The most famous of all the runners -- or at least, the most newsworthy, and certainly the most popular -- was Edison Peña, one of the Chilean miners. With two-a-day runs through a 1,000-yard corridor in the humid mine as his training,  Peña, suffering from an achy knee and sore feet, completed his first ever marathon in a time of 5:40:51. Even though he had to walk most of the second half and spent time in a medical tent icing his knees,  Peña did not make any excuses, telling the New York Times he's already excited about his next marathon: "First of all, I want to say that I would have run faster. And I did run faster in the mine ... I know I can improve my time."

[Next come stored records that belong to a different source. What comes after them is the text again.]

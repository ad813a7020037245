use std::io;
use std::path::{Path, PathBuf};

use thiserror::Error;

/// An error raised by any of the cache tiers or the loader.
///
/// This error is intended to be fanned out to every caller waiting on a
/// coalesced load, so it is cheap to clone and carries the underlying OS
/// error as a rendered message together with the path involved.
#[derive(Debug, Clone, PartialEq, Eq, Error)]
pub enum CacheError {
    /// A value could not be encoded into bytes for the disk tier.
    #[error("failed to encode value: {0}")]
    Encode(String),
    /// Bytes could not be decoded back into a value.
    #[error("failed to decode value: {0}")]
    Decode(String),
    /// The backing directory could not be created.
    #[error("failed to create cache directory {}: {message}", path.display())]
    CreateDirectory { path: PathBuf, message: String },
    /// A cache file could not be written.
    #[error("failed to write cache file {}: {message}", path.display())]
    WriteFile { path: PathBuf, message: String },
    /// A cache file exists but could not be read.
    #[error("failed to read cache file {}: {message}", path.display())]
    ReadFile { path: PathBuf, message: String },
    /// A cache file could not be removed.
    #[error("failed to remove cache file {}: {message}", path.display())]
    RemoveFile { path: PathBuf, message: String },
    /// The backing directory could not be cleared or recreated.
    #[error("failed to clear cache directory {}: {message}", path.display())]
    ClearDirectory { path: PathBuf, message: String },
    /// The backing directory could not be enumerated.
    #[error("failed to enumerate cache directory {}: {message}", path.display())]
    Enumerate { path: PathBuf, message: String },
    /// The remote source failed to deliver bytes for a key.
    ///
    /// The payload is the transport's own rendering of the failure; the
    /// loader treats the transport as an opaque collaborator.
    #[error("fetch failed: {0}")]
    Fetch(String),
    /// The load was abandoned before a result was produced.
    ///
    /// Pending callers are never invoked by [`cancel_all`] or
    /// [`reconfigure`]; this variant only surfaces through the awaitable
    /// [`load_async`] wrapper, whose completion channel is dropped in that
    /// case.
    ///
    /// [`cancel_all`]: crate::loader::Loader::cancel_all
    /// [`reconfigure`]: crate::loader::Loader::reconfigure
    /// [`load_async`]: crate::loader::Loader::load_async
    #[error("load was cancelled")]
    Cancelled,
}

impl CacheError {
    pub(crate) fn create_directory(path: &Path, err: io::Error) -> Self {
        Self::CreateDirectory {
            path: path.to_owned(),
            message: err.to_string(),
        }
    }

    pub(crate) fn write_file(path: &Path, err: impl std::fmt::Display) -> Self {
        Self::WriteFile {
            path: path.to_owned(),
            message: err.to_string(),
        }
    }

    pub(crate) fn read_file(path: &Path, err: io::Error) -> Self {
        Self::ReadFile {
            path: path.to_owned(),
            message: err.to_string(),
        }
    }

    pub(crate) fn remove_file(path: &Path, err: io::Error) -> Self {
        Self::RemoveFile {
            path: path.to_owned(),
            message: err.to_string(),
        }
    }

    pub(crate) fn clear_directory(path: &Path, err: io::Error) -> Self {
        Self::ClearDirectory {
            path: path.to_owned(),
            message: err.to_string(),
        }
    }

    pub(crate) fn enumerate(path: &Path, err: io::Error) -> Self {
        Self::Enumerate {
            path: path.to_owned(),
            message: err.to_string(),
        }
    }
}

Other celebrity finishers included NBC "Today" show's Al Roker, who finished his first marathon just a shade over seven hours (7:09:44), Robin Quivers from Howard Stern's radio show (6:09:15), Subway's Jared Fogle (5:13:28), Ehtan Zohn from "Survivor: Africa" (4:16:20), Ryan Sutter from "The Bachelorette" (3:20:39) and chef and restauranteur Bobby Flay (4:01:37). 

Former pro tennis player Justin Gimelstob won a $10,000 bet with his friend Andy Roddick when he finished in under four hours, 45 minutes (he crossed the line in 4:09:58). Roddick will pay the money to the Justin Gimelstob Children's Fund for children with cancer and blood diseases.

Amani Toomer, the former NFL wide receiver who played 13 season with the New York Giants, finished in 4:13, beating the previous record for NFL players (Lynn Swann held the mark, at 4:26). He was officially the last person to start the race -- for every person he passed along the way, Timex donated $1 to the New York Road Runners youth service program. Toomer said he passed around 20,000 other runners.